Cada um infeliz à sua maneira: Relendo Anna Kariênina
Na introdução da edição de Anna Kariênina publicada pela Cosac em 2005 (e relançada pela Cia das Letras), o tradutor Rubens Figueiredo explica que, na fase dos rascunhos, Tolstói queria chamar o romance de Dois casais ou Dois casamentos, e, num primeiro momento, faz todo sentido: a narrativa é, a grosso modo, sobre os casais Anna Kariênina e Vrónski, e Liévin e Kitty. Mas muito antes de se chegar ao meio da trama é fácil entender porque o livro ganhou esse título definitivo.

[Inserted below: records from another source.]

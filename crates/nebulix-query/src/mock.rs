//! In-memory session manager for tests.

use std::collections::VecDeque;
use std::sync::atomic::{AtomicU64, AtomicUsize, Ordering};
use std::sync::{Arc, Mutex};
use std::time::Duration;

use serde_json::json;

use crate::error::{DriverError, EngineError};
use crate::query::RawResult;
use crate::session::{BoxFuture, Session, SessionHandle, SessionManager};

type Scripted = Result<RawResult, DriverError>;

#[derive(Debug, Default)]
struct Responses {
    /// Consumed front to back, one per execution, before any other rule.
    script: VecDeque<Scripted>,
    /// `(substring, outcome)`: first rule whose substring occurs in the statement wins.
    rules: Vec<(String, Scripted)>,
    default_result: Option<RawResult>,
    echo: bool,
}

/// Session manager whose sessions answer from a script.
///
/// Counters are public so tests can assert on how the engine used the pool.
#[derive(Debug, Clone)]
pub struct MockSessionManager {
    responses: Arc<Mutex<Responses>>,
    statements: Arc<Mutex<Vec<String>>>,
    spaces: Arc<Mutex<Vec<Option<String>>>>,
    delay: Duration,
    fail_acquire: bool,
    next_id: Arc<AtomicU64>,
    pub executions: Arc<AtomicUsize>,
    pub acquired: Arc<AtomicUsize>,
    pub released: Arc<AtomicUsize>,
    pub invalidated: Arc<AtomicUsize>,
    pub in_flight: Arc<AtomicUsize>,
    pub peak_in_flight: Arc<AtomicUsize>,
}

impl Default for MockSessionManager {
    fn default() -> Self {
        Self::new()
    }
}

impl MockSessionManager {
    #[must_use]
    pub fn new() -> Self {
        Self {
            responses: Arc::new(Mutex::new(Responses::default())),
            statements: Arc::new(Mutex::new(Vec::new())),
            spaces: Arc::new(Mutex::new(Vec::new())),
            delay: Duration::ZERO,
            fail_acquire: false,
            next_id: Arc::new(AtomicU64::new(1)),
            executions: Arc::new(AtomicUsize::new(0)),
            acquired: Arc::new(AtomicUsize::new(0)),
            released: Arc::new(AtomicUsize::new(0)),
            invalidated: Arc::new(AtomicUsize::new(0)),
            in_flight: Arc::new(AtomicUsize::new(0)),
            peak_in_flight: Arc::new(AtomicUsize::new(0)),
        }
    }

    /// Result returned when no script entry or rule applies.
    #[must_use]
    pub fn with_default_result(self, result: RawResult) -> Self {
        self.responses.lock().unwrap().default_result = Some(result);
        self
    }

    /// Answer every unscripted statement with one row `{statement: <text>}`.
    #[must_use]
    pub fn with_echo(self) -> Self {
        self.responses.lock().unwrap().echo = true;
        self
    }

    /// Sleep this long inside every `Session::execute`.
    #[must_use]
    pub fn with_delay(mut self, delay: Duration) -> Self {
        self.delay = delay;
        self
    }

    /// Make every `get_session` call fail.
    #[must_use]
    pub fn unavailable(mut self) -> Self {
        self.fail_acquire = true;
        self
    }

    pub fn push_result(&self, result: RawResult) {
        self.responses.lock().unwrap().script.push_back(Ok(result));
    }

    pub fn push_failure(&self, error: DriverError) {
        self.responses.lock().unwrap().script.push_back(Err(error));
    }

    /// Answer statements containing `needle` with `result`.
    pub fn respond_to(&self, needle: impl Into<String>, result: RawResult) {
        self.responses
            .lock()
            .unwrap()
            .rules
            .push((needle.into(), Ok(result)));
    }

    /// Fail statements containing `needle` with `error`, every time.
    pub fn fail_on(&self, needle: impl Into<String>, error: DriverError) {
        self.responses
            .lock()
            .unwrap()
            .rules
            .push((needle.into(), Err(error)));
    }

    /// Statements executed so far, in order.
    #[must_use]
    pub fn statements(&self) -> Vec<String> {
        self.statements.lock().unwrap().clone()
    }

    /// Space argument of every `get_session` call, in order.
    #[must_use]
    pub fn spaces(&self) -> Vec<Option<String>> {
        self.spaces.lock().unwrap().clone()
    }

    fn respond(&self, statement: &str) -> Scripted {
        let mut responses = self.responses.lock().unwrap();
        if let Some(next) = responses.script.pop_front() {
            return next;
        }
        if let Some((_, outcome)) = responses
            .rules
            .iter()
            .find(|(needle, _)| statement.contains(needle.as_str()))
        {
            return outcome.clone();
        }
        if responses.echo {
            return Ok(RawResult::new(
                vec!["statement".into()],
                vec![vec![json!(statement)]],
            ));
        }
        Ok(responses.default_result.clone().unwrap_or_default())
    }
}

struct MockSession {
    id: u64,
    manager: MockSessionManager,
}

impl Session for MockSession {
    fn id(&self) -> u64 {
        self.id
    }

    fn execute<'a>(&'a self, statement: &'a str) -> BoxFuture<'a, Result<RawResult, DriverError>> {
        Box::pin(async move {
            let m = &self.manager;
            let now = m.in_flight.fetch_add(1, Ordering::SeqCst) + 1;
            m.peak_in_flight.fetch_max(now, Ordering::SeqCst);
            m.executions.fetch_add(1, Ordering::SeqCst);
            m.statements.lock().unwrap().push(statement.to_owned());

            if !m.delay.is_zero() {
                tokio::time::sleep(m.delay).await;
            }
            let outcome = m.respond(statement);
            m.in_flight.fetch_sub(1, Ordering::SeqCst);
            outcome
        })
    }
}

impl SessionManager for MockSessionManager {
    fn get_session<'a>(
        &'a self,
        space: Option<&'a str>,
    ) -> BoxFuture<'a, Result<SessionHandle, EngineError>> {
        Box::pin(async move {
            self.spaces.lock().unwrap().push(space.map(str::to_owned));
            if self.fail_acquire {
                return Err(EngineError::SessionUnavailable("connection pool exhausted".into()));
            }
            self.acquired.fetch_add(1, Ordering::SeqCst);
            let session: SessionHandle = Arc::new(MockSession {
                id: self.next_id.fetch_add(1, Ordering::SeqCst),
                manager: self.clone(),
            });
            Ok(session)
        })
    }

    fn release_session(&self, _session: SessionHandle) -> BoxFuture<'_, ()> {
        Box::pin(async move {
            self.released.fetch_add(1, Ordering::SeqCst);
        })
    }

    fn invalidate_session<'a>(&'a self, _session: &'a SessionHandle) -> BoxFuture<'a, ()> {
        Box::pin(async move {
            self.invalidated.fetch_add(1, Ordering::SeqCst);
        })
    }
}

Anna é o centro organizador de tudo. Por mais sutil que seja em alguns momentos – embora em boa parte deles seja bem escancarado – a vida das personagens tomam rumos resultantes das ações e escolhas da protagonista. O envolvimento de Anna e Vrónski, no princípio, por exemplo, causa uma desilusão amorosa em Kitty, que precisa rever sua decisão de esnobar o pedido de casamento Liévin – e isso é só o começo da narrativa que desencadeia uma série de acontecimentos. O amor aqui, aliás, está longe de qualquer romantização sentimentaloide (ou até sentimentalista, talvez). As relações amorosas são, ao fim do dia, relações sociais nas quais sentimentos nobres, às vezes, nem têm um papel tão preponderante.

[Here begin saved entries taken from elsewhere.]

use std::future::Future;
use std::time::Duration;

use tokio::time::Instant;

use crate::config::RetryConfig;
use crate::error::EngineError;

/// Decides whether and when a failed operation is attempted again.
pub trait RetryStrategy: Send + Sync {
    fn should_retry(&self, error: &EngineError) -> bool;

    /// Delay before retry number `attempt` (1-based).
    fn delay(&self, attempt: u32) -> Duration;

    /// Upper bound on retries regardless of what a caller requests.
    fn max_retries(&self) -> u32;
}

/// Retries connection-class failures with exponentially growing, capped delays.
#[derive(Debug, Clone)]
pub struct ExponentialBackoff {
    base_delay_ms: u64,
    max_delay_ms: u64,
    multiplier: f64,
    max_retries: u32,
}

impl ExponentialBackoff {
    #[must_use]
    pub fn new(config: &RetryConfig) -> Self {
        Self {
            base_delay_ms: config.base_delay_ms,
            max_delay_ms: config.max_delay_ms,
            multiplier: config.multiplier.max(1.0),
            max_retries: config.max_retries,
        }
    }
}

impl Default for ExponentialBackoff {
    fn default() -> Self {
        Self::new(&RetryConfig::default())
    }
}

impl RetryStrategy for ExponentialBackoff {
    fn should_retry(&self, error: &EngineError) -> bool {
        error.is_transient()
    }

    #[allow(
        clippy::cast_precision_loss,
        clippy::cast_possible_truncation,
        clippy::cast_sign_loss
    )]
    fn delay(&self, attempt: u32) -> Duration {
        let exponent = i32::try_from(attempt.saturating_sub(1)).unwrap_or(i32::MAX);
        let ms = (self.base_delay_ms as f64 * self.multiplier.powi(exponent))
            .min(self.max_delay_ms as f64);
        Duration::from_millis(ms as u64)
    }

    fn max_retries(&self) -> u32 {
        self.max_retries
    }
}

/// Run `operation`, re-running it while the strategy allows.
///
/// `retries` is the number of extra attempts requested by the caller,
/// capped at [`RetryStrategy::max_retries`].
///
/// # Errors
///
/// Returns the last error once retries are exhausted or the error is not
/// retryable.
pub async fn execute_with_retry<T, F, Fut>(
    strategy: &dyn RetryStrategy,
    retries: u32,
    operation_name: &str,
    operation: F,
) -> Result<T, EngineError>
where
    F: FnMut() -> Fut,
    Fut: Future<Output = Result<T, EngineError>>,
{
    retry_loop(strategy, retries, operation_name, None, operation).await
}

/// Like [`execute_with_retry`], but no attempt starts at or after `deadline`.
///
/// A retry whose backoff would end past the deadline is not scheduled.
///
/// # Errors
///
/// Returns the last error once retries are exhausted, the error is not
/// retryable, or the deadline leaves no room for another attempt.
pub async fn execute_with_retry_until<T, F, Fut>(
    strategy: &dyn RetryStrategy,
    retries: u32,
    operation_name: &str,
    deadline: Instant,
    operation: F,
) -> Result<T, EngineError>
where
    F: FnMut() -> Fut,
    Fut: Future<Output = Result<T, EngineError>>,
{
    retry_loop(strategy, retries, operation_name, Some(deadline), operation).await
}

async fn retry_loop<T, F, Fut>(
    strategy: &dyn RetryStrategy,
    retries: u32,
    operation_name: &str,
    deadline: Option<Instant>,
    mut operation: F,
) -> Result<T, EngineError>
where
    F: FnMut() -> Fut,
    Fut: Future<Output = Result<T, EngineError>>,
{
    let retries = retries.min(strategy.max_retries());
    let mut attempt = 0u32;
    loop {
        match operation().await {
            Ok(value) => return Ok(value),
            Err(e) if attempt < retries && strategy.should_retry(&e) => {
                attempt += 1;
                let delay = strategy.delay(attempt);
                if deadline.is_some_and(|d| Instant::now() + delay >= d) {
                    tracing::debug!(
                        operation = operation_name,
                        attempt,
                        error = %e,
                        "deadline leaves no room for another attempt"
                    );
                    return Err(e);
                }
                tracing::warn!(
                    operation = operation_name,
                    attempt,
                    retries,
                    delay_ms = u64::try_from(delay.as_millis()).unwrap_or(u64::MAX),
                    error = %e,
                    "retrying after transient failure"
                );
                tokio::time::sleep(delay).await;
            }
            Err(e) => return Err(e),
        }
    }
}

#[cfg(test)]
mod tests {
    use std::sync::atomic::{AtomicU32, Ordering};

    use super::*;
    use crate::error::DriverError;

    fn backoff() -> ExponentialBackoff {
        ExponentialBackoff::new(&RetryConfig {
            max_retries: 3,
            base_delay_ms: 100,
            max_delay_ms: 350,
            multiplier: 2.0,
        })
    }

    #[test]
    fn delays_grow_and_cap() {
        let b = backoff();
        assert_eq!(b.delay(1), Duration::from_millis(100));
        assert_eq!(b.delay(2), Duration::from_millis(200));
        assert_eq!(b.delay(3), Duration::from_millis(350));
        assert_eq!(b.delay(40), Duration::from_millis(350));
    }

    #[test]
    fn only_transient_errors_retry() {
        let b = backoff();
        assert!(b.should_retry(&EngineError::Timeout(Duration::from_secs(1))));
        assert!(b.should_retry(&EngineError::Driver(DriverError::new(-1, "connection reset"))));
        assert!(!b.should_retry(&EngineError::Driver(DriverError::new(-1004, "syntax error"))));
    }

    #[tokio::test(start_paused = true)]
    async fn retries_until_success() {
        let calls = AtomicU32::new(0);
        let out = execute_with_retry(&backoff(), 3, "test", || async {
            let n = calls.fetch_add(1, Ordering::SeqCst);
            if n < 2 {
                Err(EngineError::Other("network unreachable".into()))
            } else {
                Ok(n)
            }
        })
        .await
        .unwrap();
        assert_eq!(out, 2);
        assert_eq!(calls.load(Ordering::SeqCst), 3);
    }

    #[tokio::test(start_paused = true)]
    async fn gives_up_after_bound() {
        let calls = AtomicU32::new(0);
        let err = execute_with_retry(&backoff(), 2, "test", || async {
            calls.fetch_add(1, Ordering::SeqCst);
            Err::<(), _>(EngineError::Other("connection refused".into()))
        })
        .await
        .unwrap_err();
        assert!(err.to_string().contains("refused"));
        assert_eq!(calls.load(Ordering::SeqCst), 3);
    }

    #[tokio::test(start_paused = true)]
    async fn requested_retries_capped_by_strategy() {
        let calls = AtomicU32::new(0);
        let _ = execute_with_retry(&backoff(), 10, "test", || async {
            calls.fetch_add(1, Ordering::SeqCst);
            Err::<(), _>(EngineError::Other("timed out".into()))
        })
        .await;
        assert_eq!(calls.load(Ordering::SeqCst), 4);
    }

    #[tokio::test]
    async fn permanent_error_fails_fast() {
        let calls = AtomicU32::new(0);
        let _ = execute_with_retry(&backoff(), 3, "test", || async {
            calls.fetch_add(1, Ordering::SeqCst);
            Err::<(), _>(EngineError::Rejected("TRUNCATE is not allowed".into()))
        })
        .await;
        assert_eq!(calls.load(Ordering::SeqCst), 1);
    }

    #[tokio::test(start_paused = true)]
    async fn no_attempt_scheduled_past_deadline() {
        let calls = AtomicU32::new(0);
        let start = Instant::now();
        let err = execute_with_retry_until(
            &backoff(),
            3,
            "test",
            start + Duration::from_millis(250),
            || async {
                calls.fetch_add(1, Ordering::SeqCst);
                Err::<(), _>(EngineError::Other("connection refused".into()))
            },
        )
        .await
        .unwrap_err();
        // 0ms, then 100ms; the 200ms backoff would end at 300ms.
        assert_eq!(calls.load(Ordering::SeqCst), 2);
        assert!(err.to_string().contains("refused"));
        assert!(start.elapsed() < Duration::from_millis(250));
    }
}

Anna Kariênina talvez não seja muito diferente de uma novela das oito. É uma telenovela, mas com mais elaboração formal e profundidade nos personagens, mas sua trama, seus encontros e desencontros, reviravoltas e afins vão ao fundo de nossas expectativas mais primárias daquilo que esperamos de uma ficção – seja Tolstói, Machado, “Julia” ou Gilberto Braga. O que talvez assuste seja o seu tamanho, suas quase mil páginas.
Não é um livro difícil de se ler – é um romance ao modo da literatura realista do século XIX. Sua trama progride com segurança, não há longas digressões versando sobre a vida, a existência, Deus e o mundo. Nada disso. Tolstói segue seu grande elenco de personagens – a lista ao final da edição da Cosac ajuda porque eles são, ao longo da história, chamados por diversos nomes – dando-lhes vida, expectativas e fazendo deles figuras de uma alta sociedade infeliz em suas obsessões sociais.
É uma aventura – que se equipara possivelmente apenas a ler Guerra e Paz – de investigação social. Uma aventura sobre um momento da história de um mundo que estava prestes a ruir. Anna Kariênina foi publicado originalmente em forma de folhetim entre 1875 e 1877 – menos de meio século depois, a Revolução Russa chacoalharia a sociedade de Karenin e dos seus. Há muitas discussões sobre a questão social no romance – especialmente da parte de Liévin e sua relação com os mujiques. Os debates são sobre uma sociedade à beira de uma explosão (muito embora, a maioria das personagens não se dê conta disso) – as coisas precisavam mudar para (talvez) continuar as mesmas.